The joke about the ambient humidity doesn't make her laugh, but she smiles and raises her hand to her mouth as if she were hiding a guffaw, an outward acknowledgement that a joke has been made in the absence of actual involuntary cachinnations. It's a weirdly coy gesture, a courtly one in fact, somewhat at odds with her otherwise direct manner.
Directness prevails as the lesson begins, however; she observes with a focused intensity that is predictably startled at the simplicity of the operation and its attendant invocation.

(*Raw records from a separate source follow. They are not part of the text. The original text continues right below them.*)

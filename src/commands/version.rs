//! Application version commands, including retention cleanup.

use anyhow::{Context as _, Result};
use chrono::Utc;
use ebkit::{RetentionPolicy, SourceBundle, VersionSpec};

use super::{apply, client, emit, required};
use crate::Context;
use crate::cli::{VersionArgs, VersionState, target};

pub fn run(ctx: &Context, args: VersionArgs) -> Result<()> {
    let client = client(ctx)?;
    match args.state {
        VersionState::List => emit(ctx, &client.list_versions(&args.app, args.label.as_deref())?),
        VersionState::Cleanup => {
            let policy = RetentionPolicy::new(args.days_to_store, args.files_to_store)
                .context("--days-to-store or --files-to-store is required with --state cleanup")?;
            log::info!("Cleaning up versions of {} ({policy:?})", args.app);
            apply(ctx, None, |apply| {
                client.cleanup_versions(apply, &args.app, policy, args.delete_source, Utc::now())
            })
        }
        state => {
            let label = required(args.label, "--label", "present/absent")?;
            let source_bundle = match (args.s3_bucket, args.s3_key) {
                (Some(bucket), Some(key)) => Some(SourceBundle::new(bucket, key)),
                _ => None,
            };
            let spec = VersionSpec {
                application_name: args.app,
                version_label: label,
                description: args.description,
                source_bundle,
            };
            let target = target(state == VersionState::Present);
            apply(ctx, None, |apply| {
                client.version(apply, &spec, target, args.delete_source)
            })
        }
    }
}
impl Factory {
    /// Creates a factory with empty registries.
    #[must_use]
    pub fn new() -> Self {
        Self::default()
    }

    /// Registers an entity type identifier with its schema.
    ///
    /// First registration wins: if `identifier` is already registered the
    /// call is a silent no-op and the existing schema is kept.
    pub fn register_entity(&mut self, identifier: impl Into<String>, schema: EntitySchema) {
        let identifier = identifier.into();
        match self.entity_types.entry(identifier) {
            Entry::Occupied(_) => {}
            Entry::Vacant(slot) => {
                debug!(entity_type = %slot.key(), "registered entity type");
                slot.insert(Rc::new(schema));
            }
        }
    }

    /// Registers a constraint type identifier together with the single
    /// entity type it may be linked to. Same first-registration-wins rule as
    /// [`register_entity`](Factory::register_entity).
    ///
    /// # Errors
    ///
    /// [`RegistryError::UnregisteredEntityType`] if `entity_type` has not
    /// been registered yet.
    pub fn register_constraint(
        &mut self,
        identifier: impl Into<String>,
        entity_type: impl Into<String>,
    ) -> ModelResult<()> {
        let entity_type = entity_type.into();
        if !self.entity_types.contains_key(&entity_type) {
            return Err(RegistryError::UnregisteredEntityType {
                identifier: entity_type,
            }
            .into());
        }

        let identifier = identifier.into();
        match self.constraint_types.entry(identifier) {
            Entry::Occupied(_) => {}
            Entry::Vacant(slot) => {
                debug!(
                    constraint_type = %slot.key(),
                    entity_type = %entity_type,
                    "registered constraint type"
                );
                slot.insert(entity_type);
            }
        }
        Ok(())
    }

    /// Creates an entity of a registered type, with the registered schema,
    /// empty attributes, and no constraints.
    ///
    /// # Errors
    ///
    /// [`RegistryError::UnregisteredEntityType`] if `identifier` is unknown.
    pub fn create_entity(&self, identifier: &str) -> ModelResult<Entity> {
        let schema = self.entity_types.get(identifier).ok_or_else(|| {
            RegistryError::UnregisteredEntityType {
                identifier: identifier.to_string(),
            }
        })?;

        debug!(entity_type = identifier, "created entity");
        Ok(Entity::new(identifier, Rc::clone(schema)))
    }

    /// Creates an entity and seeds it with every attribute from `source`,
    /// re-validating each value against the schema on the way in.
    ///
    /// # Errors
    ///
    /// [`RegistryError::UnregisteredEntityType`] if `identifier` is unknown,
    /// or any error of [`Entity::set`] for a copied value.
    pub fn create_entity_from<S>(&self, identifier: &str, source: &S) -> ModelResult<Entity>
    where
        S: AttributeSource + ?Sized,
    {
        let entity = self.create_entity(identifier)?;
        for (key, value) in source.source_attributes() {
            entity.set(&key, value)?;
        }
        Ok(entity)
    }

    /// Creates an unlinked, unsatisfied constraint of a registered type.
    ///
    /// # Errors
    ///
    /// [`RegistryError::UnregisteredConstraintType`] if `identifier` is
    /// unknown.
    pub fn create_constraint<P, F>(
        &self,
        identifier: &str,
        predicate: P,
        on_change: F,
    ) -> ModelResult<Constraint>
    where
        P: Fn(&Entity) -> bool + 'static,
        F: FnMut(bool) + 'static,
    {
        if !self.constraint_types.contains_key(identifier) {
            return Err(RegistryError::UnregisteredConstraintType {
                identifier: identifier.to_string(),
            }
            .into());
        }

        debug!(constraint_type = identifier, "created constraint");
        Ok(Constraint::new(identifier, predicate, on_change))
    }

    /// Binds `constraint` to `entity` and evaluates it.
    ///
    /// On success the constraint is linked (first-write-wins), appended to
    /// the entity's constraint list (which immediately evaluates it), and
    /// then explicitly checked once more. A failed link performs no
    /// mutation on either object.
    ///
    /// # Errors
    ///
    /// - [`RegistryError::UnregisteredConstraintType`] if the constraint's
    ///   identifier is not in this factory's registry
    /// - [`LinkError::IncompatibleLink`] if the registered companion entity
    ///   type differs from `entity`'s type identifier
    pub fn link(&self, constraint: &Constraint, entity: &Entity) -> ModelResult<()> {
        let required = self
            .constraint_types
            .get(constraint.type_name())
            .ok_or_else(|| RegistryError::UnregisteredConstraintType {
                identifier: constraint.type_name().to_string(),
            })?;

        if required != entity.type_name() {
            return Err(LinkError::IncompatibleLink {
                constraint_type: constraint.type_name().to_string(),
                required: required.clone(),
                actual: entity.type_name().to_string(),
            }
            .into());
        }

        constraint.link_to(entity);
        entity.add_constraint(constraint)?;
        constraint.check()?;

        debug!(
            constraint_type = %constraint.type_name(),
            entity_type = %entity.type_name(),
            entity_id = %entity.id(),
            "linked constraint to entity"
        );
        Ok(())
    }

    /// Returns true if `identifier` names a registered entity type.
    #[must_use]
    pub fn is_entity_registered(&self, identifier: &str) -> bool {
        self.entity_types.contains_key(identifier)
    }

    /// Returns true if `identifier` names a registered constraint type.
    #[must_use]
    pub fn is_constraint_registered(&self, identifier: &str) -> bool {
        self.constraint_types.contains_key(identifier)
    }

    /// Returns the registered schema for an entity type.
    #[must_use]
    pub fn entity_schema(&self, identifier: &str) -> Option<&EntitySchema> {
        self.entity_types.get(identifier).map(Rc::as_ref)
    }

    /// Returns the companion entity type a constraint type links to.
    #[must_use]
    pub fn constraint_target(&self, identifier: &str) -> Option<&str> {
        self.constraint_types.get(identifier).map(String::as_str)
    }

    /// Number of registered entity types.
    #[must_use]
    pub fn entity_type_count(&self) -> usize {
        self.entity_types.len()
    }

    /// Number of registered constraint types.
    #[must_use]
    pub fn constraint_type_count(&self) -> usize {
        self.constraint_types.len()
    }
}
//! Error types for weft.
//!
//! All errors are strongly typed using thiserror and reported synchronously
//! at the call that violates a contract. Nothing is retried or recovered
//! internally — recovery is left to the caller.

use thiserror::Error;

use crate::value::ValueKind;

/// Errors raised by keyed attribute access on an entity.
#[derive(Debug, Error, Clone, PartialEq, Eq)]
pub enum AttributeError {
    /// The attribute is not declared in the entity's schema.
    #[error("Entity type \"{entity_type}\" has no attribute \"{attribute}\"")]
    UnknownAttribute {
        /// Type identifier of the entity.
        entity_type: String,
        /// The undeclared attribute name.
        attribute: String,
    },

    /// The value's runtime kind differs from the declared kind.
    #[error("Attribute \"{attribute}\" expects {expected}, received {actual}")]
    TypeMismatch {
        /// The attribute name.
        attribute: String,
        /// Kind declared in the schema.
        expected: ValueKind,
        /// Kind of the rejected value.
        actual: ValueKind,
    },

    /// The attribute has never been set (or is not declared at all).
    #[error("Attribute \"{attribute}\" has not been set")]
    KeyNotFound {
        /// The attribute name.
        attribute: String,
    },
}

/// Errors raised by constraint linkage and evaluation.
#[derive(Debug, Error, Clone, PartialEq, Eq)]
pub enum LinkError {
    /// `check()` was called before the constraint was linked.
    #[error("Constraint \"{constraint_type}\" is not linked to an entity")]
    NotLinked {
        /// Type identifier of the constraint.
        constraint_type: String,
    },

    /// The linked entity has been dropped and the back-reference cannot be
    /// upgraded.
    #[error("Constraint \"{constraint_type}\" is linked to an entity that no longer exists")]
    EntityReleased {
        /// Type identifier of the constraint.
        constraint_type: String,
    },

    /// The constraint's registered companion entity type does not match.
    #[error(
        "Constraint type \"{constraint_type}\" can only be linked to entity type \
         \"{required}\", tried entity type \"{actual}\""
    )]
    IncompatibleLink {
        /// Type identifier of the constraint.
        constraint_type: String,
        /// Companion entity type from the registry.
        required: String,
        /// Type identifier of the rejected entity.
        actual: String,
    },

    /// An unlinked constraint cannot join a graph.
    #[error("Constraint \"{constraint_type}\" must be linked before it can join a graph")]
    UnlinkedConstraint {
        /// Type identifier of the constraint.
        constraint_type: String,
    },
}

/// Errors raised by the factory registries.
#[derive(Debug, Error, Clone, PartialEq, Eq)]
pub enum RegistryError {
    /// The entity type identifier was never registered.
    #[error("Entity type \"{identifier}\" is not registered")]
    UnregisteredEntityType {
        /// The unknown identifier.
        identifier: String,
    },

    /// The constraint type identifier was never registered.
    #[error("Constraint type \"{identifier}\" is not registered")]
    UnregisteredConstraintType {
        /// The unknown identifier.
        identifier: String,
    },
}

/// Top-level error type for weft.
///
/// This enum encompasses all possible errors that can occur when using the
/// modeling layer.
#[derive(Debug, Error, Clone, PartialEq, Eq)]
#[allow(missing_docs)]
pub enum ModelError {
    #[error("Attribute error: {0}")]
    Attribute(#[from] AttributeError),

    #[error("Link error: {0}")]
    Link(#[from] LinkError),

    #[error("Registry error: {0}")]
    Registry(#[from] RegistryError),
}

impl ModelError {
    /// Returns true if this is an attribute error.
    #[must_use]
    pub const fn is_attribute(&self) -> bool {
        matches!(self, Self::Attribute(_))
    }

    /// Returns true if this is a link error.
    #[must_use]
    pub const fn is_link(&self) -> bool {
        matches!(self, Self::Link(_))
    }

    /// Returns true if this is a registry error.
    #[must_use]
    pub const fn is_registry(&self) -> bool {
        matches!(self, Self::Registry(_))
    }
}

/// Result type alias for weft operations.
pub type ModelResult<T> = Result<T, ModelError>;

#[cfg(test)]
mod tests {
    use super::*;

    #[test]
    fn test_unknown_attribute_message() {
        let err = AttributeError::UnknownAttribute {
            entity_type: "subject".to_string(),
            attribute: "teacher".to_string(),
        };
        let msg = format!("{err}");
        assert!(msg.contains("subject"));
        assert!(msg.contains("teacher"));
    }

    #[test]
    fn test_type_mismatch_message() {
        let err = AttributeError::TypeMismatch {
            attribute: "units".to_string(),
            expected: ValueKind::Int,
            actual: ValueKind::String,
        };
        let msg = format!("{err}");
        assert!(msg.contains("units"));
        assert!(msg.contains("expects int"));
        assert!(msg.contains("received string"));
    }

    #[test]
    fn test_incompatible_link_message() {
        let err = LinkError::IncompatibleLink {
            constraint_type: "name is Algorithms".to_string(),
            required: "subject".to_string(),
            actual: "person".to_string(),
        };
        let msg = format!("{err}");
        assert!(msg.contains("name is Algorithms"));
        assert!(msg.contains("\"subject\""));
        assert!(msg.contains("\"person\""));
    }

    #[test]
    fn test_model_error_from_attribute() {
        let err: ModelError = AttributeError::KeyNotFound {
            attribute: "name".to_string(),
        }
        .into();
        assert!(err.is_attribute());
        assert!(!err.is_link());
        assert!(!err.is_registry());
    }

    #[test]
    fn test_model_error_from_link() {
        let err: ModelError = LinkError::NotLinked {
            constraint_type: "c".to_string(),
        }
        .into();
        assert!(err.is_link());
        let msg = format!("{err}");
        assert!(msg.contains("not linked"));
    }

    #[test]
    fn test_model_error_from_registry() {
        let err: ModelError = RegistryError::UnregisteredEntityType {
            identifier: "ghost".to_string(),
        }
        .into();
        assert!(err.is_registry());
        assert!(format!("{err}").contains("ghost"));
    }
}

But she's not such a snob that she demands all her power-words be composed in the polysyllables of long-dead languages. Even if she were, she's far too busy being visibly delighted at the sight of the broom springing to life. She actually claps her hands, like a small child who has just had a silver coin plucked from behind her ear; and, to be fair, this is just about as inexplicably and properly 'magical' to her as sleight of hand would be to a youngster.
When he sets the broom back down, however, her face falls, not into misery so much as trepidation. What, she wonders, if it doesn't work for her? He's tried to prepare her for that eventuality, but the disappointment would still be crushing, a tutorial turned into mere display. She steps forward, lifts her hand, and hesitates.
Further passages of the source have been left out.